Breast Reconstruction Flap Techniques
Breast cancer affects millions of women around the world each year, and reconstruction after mastectomy has become a routine part of breast cancer treatment.2,9,11 Breast reconstruction using autologous grafting produces a more natural appearance,12 is commonly accomplished in several ways, does not adversely affect cancer survival rates, and can serve to enhance the patient’s psychological state.2 The transverse rectus abdominis musculocutaneous (TRAM) flap procedure involves the reconstruction of a breast with autografting of lower abdominal muscle, skin, and adipose tissue. The procedure can be performed using a pedicle TRAM flap or a free TRAM flap (Fig. 44.2). The pedicle TRAM procedure was first developed in the early 1980s. Through improved understanding of flap physiology and surgical techniques, common procedural options have evolved to include the use of a free TRAM flap, muscle-sparing free TRAM flap, and deep inferior epigastric artery perforator (DIEP) flap. Muscle resection has frequently resulted in an abdominal bulge, abdominal hernia, and some degree of permanent loss of the patient’s abdominal strength.
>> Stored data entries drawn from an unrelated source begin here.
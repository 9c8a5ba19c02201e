//! # Statement Routing
//!
//! Routers form a pipeline: [`TransactionalRouter`] decides transaction
//! boundaries and hands the statement to the next stage, normally a
//! [`RemoteRouter`] that executes it on the nodes owning its data.
//!
//! ```text
//! Prepared -> TransactionalRouter -> RemoteRouter -> MessagingService -> peers
//! ```

use std::future::Future;

use crate::core::value::Value;
use crate::error::DbResult;

pub mod remote;
pub mod session;
pub mod transactional;

pub use remote::{Placement, RemoteRouter};
pub use session::{Prepared, ServerSession, Session, TransactionId};
pub use transactional::TransactionalRouter;

/// Kind of a prepared statement.
#[derive(Debug, Clone, Copy, PartialEq, Eq, Hash)]
pub enum StatementKind {
    Insert,
    Update,
    Delete,
    Merge,
    /// DDL
    Define,
    Select,
}

impl StatementKind {
    /// Statements that return an update count and may need demarcation.
    pub fn is_dml(self) -> bool {
        matches!(
            self,
            StatementKind::Insert
                | StatementKind::Update
                | StatementKind::Delete
                | StatementKind::Merge
        )
    }
}

/// Rows returned by a query.
#[derive(Debug, Clone, Default, PartialEq)]
pub struct QueryResult {
    pub column_count: i32,
    pub rows: Vec<Vec<Value>>,
}

impl QueryResult {
    pub fn row_count(&self) -> usize {
        self.rows.len()
    }
}

/// One stage of the routing pipeline.
pub trait Router: Send + Sync {
    fn execute_define_command(
        &self,
        prepared: &Prepared,
    ) -> impl Future<Output = DbResult<i32>> + Send;

    fn execute_select(
        &self,
        prepared: &Prepared,
        max_rows: i32,
        scrollable: bool,
    ) -> impl Future<Output = DbResult<QueryResult>> + Send;

    fn execute_insert(&self, prepared: &Prepared) -> impl Future<Output = DbResult<i32>> + Send;

    fn execute_update(&self, prepared: &Prepared) -> impl Future<Output = DbResult<i32>> + Send;

    fn execute_delete(&self, prepared: &Prepared) -> impl Future<Output = DbResult<i32>> + Send;

    fn execute_merge(&self, prepared: &Prepared) -> impl Future<Output = DbResult<i32>> + Send;
}
//! Databoard Broker - Subscription Broker Core
//!
//! This crate provides the subscription broker for databoard:
//! - Provider: provider registry, delivery modes and operation sets
//! - Client: client registry and the opaque send-handle trait
//! - Subscription: the subscription table and lifecycle state
//! - Executor: call execution, outcome normalization and fan-out
//! - Broker: subscribe/unsubscribe semantics, poll scheduling and push
//!   registration
//! - Message: broadcast payloads, event names and the poll interval
//! - Error: error types for broker operations
//!
//! ## Usage
//!
//! ```ignore
//! use std::sync::Arc;
//! use databoard_broker::{Broker, DeliveryMode, Operation, OperationSet, SubscriptionRequest};
//! use serde_json::json;
//!
//! let broker = Broker::new();
//! broker
//!     .register_provider(
//!         "core",
//!         Arc::new(|_broker| {
//!             OperationSet::new()
//!                 .with("status", Operation::fetch(|_params| async { Ok(json!({ "up": true })) }))
//!         }),
//!         DeliveryMode::Poll,
//!     )
//!     .await?;
//!
//! broker.add_client("client", handle).await?;
//! broker.subscribe("client", SubscriptionRequest::new("core.status")).await?;
//! ```
//!
//! Clients attached to the same subscription id share one poll timer and
//! receive every broadcast; the last client leaving tears the
//! subscription down and cancels its timer.

#![forbid(unsafe_code)]
#![warn(missing_docs)]

pub mod broker;
pub mod client;
pub mod error;
pub mod executor;
pub mod message;
pub mod provider;
pub mod subscription;

#[cfg(test)]
pub(crate) mod test_support;

// Re-export main types
pub use broker::{Broker, Reporter};
pub use client::{ClientHandle, ClientRegistry};
pub use error::{Error, Result};
pub use executor::CallExecutor;
pub use message::{
    BusMessage, CallFailure, SubscriptionRequest, API_DATA, API_ERROR, API_SUBSCRIPTION,
    API_UNSUBSCRIPTION, POLL_INTERVAL,
};
pub use provider::{
    DeliveryMode, FetchFn, Operation, OperationFuture, OperationSet, ProviderFactory,
    ProviderRegistry, PushFn,
};
pub use subscription::SubscriptionInfo;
Surgeons performing the TRAM technique may choose to implant propylene mesh at the time of resection to better support the abdominal wall.7,13 The DIEP reconstructive procedure involves a rectus abdominis muscle incision but leaves the muscle completely intact while elevating subcutaneous abdominal fat and skin to achieve the breast graft. The untoward abdominal muscle findings previously described occur at a lower incidence rate in the DIEP patient population.7,9
A newer microsurgical procedure, the superficial inferior epigastric artery (SIEA) flap, provides an abdominal muscle-sparing alternative by creating the donor flap without performing rectus muscle dissection or incision.12 Another procedure available for use in autologous breast reconstruction is the latissimus dorsi flap (LD) technique. The LD flap procedure is especially useful in the low body mass index patient who lacks the abdominal tissue reserves needed for flap harvest.13 It is harvested by using a myocutaneous flap or with the use of muscle alone and often reconstructed in combination with an implant.12 As with all postoperative flap procedures, nursing care of the postoperative breast reconstruction patient centers on observation of the graft site in addition to general perianesthetic breast surgery patient care (see Chapter 43).
Bone Grafts
After bone grafting has been performed, the graft site must be immobilized and excessive movement of the patient should be avoided. The donor site is generally the greater source of postoperative discomfort over the graft site.10 Pain should be anticipated and aggressively managed with opioid analgesics. If split-rib grafts are used, respiratory status should be frequently assessed, and any signs of possible pneumothorax, such as tachycardia and tachypnea, should be reported immediately to the surgeon. Ice often is applied for reduction of swelling and pain management, and the graft site may necessitate elevation.